Much has been said about the danger of liberating spores when popping the vesicles of bubble algae. This is particularly true for members of Order Valoniaceae, but even then, the vesicles are said to be a sporulant risk only when having reached at least a third of their full size. Even if spores escape when you botch the job of vesicle-removal ('vesectomy', anyone?), those escapee spores have to run the gauntlet of herbivorous filter feeders, filtration equipment, and the wild lottery of hitting a good, unoccupied spot to settle and grow. Those spores will eventually be released anyway if you don't remove the vesicles.

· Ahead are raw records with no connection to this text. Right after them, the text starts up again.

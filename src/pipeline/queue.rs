//! Bounded job queue for Sift
//!
//! Multi-producer/multi-consumer FIFO with backpressure and cooperative
//! shutdown. Producers block while the queue is full; consumers block while
//! it is empty. Shutdown wakes every waiter, rejects further pushes, and
//! still lets consumers drain whatever is queued.

use std::collections::VecDeque;
use std::sync::atomic::{AtomicU64, AtomicUsize, Ordering};
use std::time::{Duration, Instant};

use parking_lot::{Condvar, Mutex};

struct Inner<T> {
    items: VecDeque<T>,
    shutdown: bool,
}

/// Blocking bounded MPMC queue.
pub struct BoundedQueue<T> {
    inner: Mutex<Inner<T>>,
    not_empty: Condvar,
    not_full: Condvar,
    capacity: usize,

    total_pushes: AtomicU64,
    total_pops: AtomicU64,
    max_depth: AtomicUsize,
}

impl<T> BoundedQueue<T> {
    pub fn new(capacity: usize) -> BoundedQueue<T> {
        BoundedQueue {
            inner: Mutex::new(Inner {
                items: VecDeque::new(),
                shutdown: false,
            }),
            not_empty: Condvar::new(),
            not_full: Condvar::new(),
            capacity: capacity.max(1),
            total_pushes: AtomicU64::new(0),
            total_pops: AtomicU64::new(0),
            max_depth: AtomicUsize::new(0),
        }
    }

    /// Block until there is room or the queue shuts down. Returns whether
    /// the item was accepted.
    pub fn push(&self, item: T) -> bool {
        let mut inner = self.inner.lock();
        while inner.items.len() >= self.capacity && !inner.shutdown {
            self.not_full.wait(&mut inner);
        }
        if inner.shutdown {
            return false;
        }

        inner.items.push_back(item);
        self.record_push(inner.items.len());
        self.not_empty.notify_one();
        true
    }

    /// Non-blocking push; rejected when full or shut down.
    pub fn try_push(&self, item: T) -> bool {
        let mut inner = self.inner.lock();
        if inner.items.len() >= self.capacity || inner.shutdown {
            return false;
        }

        inner.items.push_back(item);
        self.record_push(inner.items.len());
        self.not_empty.notify_one();
        true
    }

    /// Block until an item is available or the queue shuts down empty.
    pub fn pop(&self) -> Option<T> {
        let mut inner = self.inner.lock();
        while inner.items.is_empty() && !inner.shutdown {
            self.not_empty.wait(&mut inner);
        }
        self.take(&mut inner)
    }

    /// Like `pop`, but gives up after `timeout`.
    pub fn pop_timeout(&self, timeout: Duration) -> Option<T> {
        let deadline: Instant = Instant::now() + timeout;
        let mut inner = self.inner.lock();
        while inner.items.is_empty() && !inner.shutdown {
            if self.not_empty.wait_until(&mut inner, deadline).timed_out() {
                break;
            }
        }
        self.take(&mut inner)
    }

    /// Non-blocking pop.
    pub fn try_pop(&self) -> Option<T> {
        let mut inner = self.inner.lock();
        self.take(&mut inner)
    }

    fn take(&self, inner: &mut Inner<T>) -> Option<T> {
        let item = inner.items.pop_front();
        if item.is_some() {
            self.total_pops.fetch_add(1, Ordering::Relaxed);
            self.not_full.notify_one();
        }
        item
    }

    /// Idempotent: rejects future pushes, wakes every waiter, and leaves
    /// queued items for consumers to drain.
    pub fn shutdown(&self) {
        let mut inner = self.inner.lock();
        inner.shutdown = true;
        self.not_empty.notify_all();
        self.not_full.notify_all();
    }

    pub fn is_shutdown(&self) -> bool {
        self.inner.lock().shutdown
    }

    pub fn len(&self) -> usize {
        self.inner.lock().items.len()
    }

    pub fn is_empty(&self) -> bool {
        self.inner.lock().items.is_empty()
    }

    pub fn capacity(&self) -> usize {
        self.capacity
    }

    pub fn total_pushes(&self) -> u64 {
        self.total_pushes.load(Ordering::Relaxed)
    }

    pub fn total_pops(&self) -> u64 {
        self.total_pops.load(Ordering::Relaxed)
    }

    /// Highest queue depth observed at any push.
    pub fn max_depth(&self) -> usize {
        self.max_depth.load(Ordering::Relaxed)
    }

    fn record_push(&self, depth: usize) {
        self.total_pushes.fetch_add(1, Ordering::Relaxed);

        let mut prev: usize = self.max_depth.load(Ordering::Relaxed);
        while depth > prev {
            match self.max_depth.compare_exchange_weak(
                prev,
                depth,
                Ordering::Relaxed,
                Ordering::Relaxed,
            ) {
                Ok(_) => break,
                Err(observed) => prev = observed,
            }
        }
    }
}

#[cfg(test)]
mod tests {
    use super::*;
    use std::sync::Arc;
    use std::thread;

    #[test]
    fn fifo_order_and_counters() {
        let queue: BoundedQueue<u32> = BoundedQueue::new(8);
        assert!(queue.push(1));
        assert!(queue.push(2));
        assert!(queue.push(3));

        assert_eq!(queue.pop(), Some(1));
        assert_eq!(queue.pop(), Some(2));
        assert_eq!(queue.pop(), Some(3));

        assert_eq!(queue.total_pushes(), 3);
        assert_eq!(queue.total_pops(), 3);
        assert_eq!(queue.max_depth(), 3);
    }

    #[test]
    fn try_push_rejects_when_full() {
        let queue: BoundedQueue<u32> = BoundedQueue::new(2);
        assert!(queue.try_push(1));
        assert!(queue.try_push(2));
        assert!(!queue.try_push(3));
        assert_eq!(queue.len(), 2);
    }

    #[test]
    fn pop_timeout_expires_on_empty_queue() {
        let queue: BoundedQueue<u32> = BoundedQueue::new(2);
        let start = Instant::now();
        assert_eq!(queue.pop_timeout(Duration::from_millis(30)), None);
        assert!(start.elapsed() >= Duration::from_millis(30));
    }

    #[test]
    fn shutdown_wakes_blocked_consumer() {
        let queue: Arc<BoundedQueue<u32>> = Arc::new(BoundedQueue::new(2));
        let consumer = {
            let queue = Arc::clone(&queue);
            thread::spawn(move || queue.pop())
        };

        thread::sleep(Duration::from_millis(20));
        queue.shutdown();
        assert_eq!(consumer.join().unwrap(), None);

        // Idempotent, and pushes now fail.
        queue.shutdown();
        assert!(!queue.push(1));
        assert!(!queue.try_push(1));
    }

    #[test]
    fn shutdown_still_allows_draining() {
        let queue: BoundedQueue<u32> = BoundedQueue::new(4);
        queue.push(7);
        queue.push(8);
        queue.shutdown();

        assert_eq!(queue.pop(), Some(7));
        assert_eq!(queue.pop_timeout(Duration::from_millis(10)), Some(8));
        assert_eq!(queue.pop(), None);
    }

    #[test]
    fn blocked_producer_resumes_after_pop() {
        let queue: Arc<BoundedQueue<u32>> = Arc::new(BoundedQueue::new(1));
        assert!(queue.push(1));

        let producer = {
            let queue = Arc::clone(&queue);
            thread::spawn(move || queue.push(2))
        };

        thread::sleep(Duration::from_millis(20));
        assert_eq!(queue.pop(), Some(1));
        assert!(producer.join().unwrap());
        assert_eq!(queue.pop(), Some(2));
    }

    #[test]
    fn concurrent_producers_and_consumers() {
        let queue: Arc<BoundedQueue<u64>> = Arc::new(BoundedQueue::new(16));
        let mut handles = Vec::new();

        for t in 0..4u64 {
            let queue = Arc::clone(&queue);
            handles.push(thread::spawn(move || {
                for i in 0..100u64 {
                    assert!(queue.push(t * 1000 + i));
                }
            }));
        }

        let mut consumers = Vec::new();
        for _ in 0..2 {
            let queue = Arc::clone(&queue);
            consumers.push(thread::spawn(move || {
                let mut seen: u64 = 0;
                while queue.pop().is_some() {
                    seen += 1;
                }
                seen
            }));
        }

        for handle in handles {
            handle.join().unwrap();
        }
        // Let the consumers drain, then release them.
        while !queue.is_empty() {
            thread::sleep(Duration::from_millis(5));
        }
        queue.shutdown();

        let total: u64 = consumers.into_iter().map(|c| c.join().unwrap()).sum();
        assert_eq!(total, 400);
        assert_eq!(queue.total_pops(), 400);
    }
}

In any case, it is prudent to remove the whole alga, from the vesicle down to the holdfast. During 'uprooting' of a problem alga, a siphon hose can be positioned at close hand to draw off any spores or tissue. One can also use the siphon to hold onto a removed plant by suction -most of the vesicles described above will sink rather than float, and can be very hard to hold onto. This siphon hose can held in a looped manner that allows you to bend it with the same hand, pinching the siphon off at will. Philips proposes rigid plastic tubing, sharpened at one end, and affixed to the siphon hose, for use as a combination vesicle-piercing and draining apparatus, followed by removal of the deflated vesicle with tweezers. In any of the above methods, if one can temporarily move the infested rock to a clean plastic basin of proper saltwater, vesicle removal is made so much easier. For those with a paranoia against spores, the basin water can be discarded after vesicle removal, the rock flushed with tank-water and returned to the tank.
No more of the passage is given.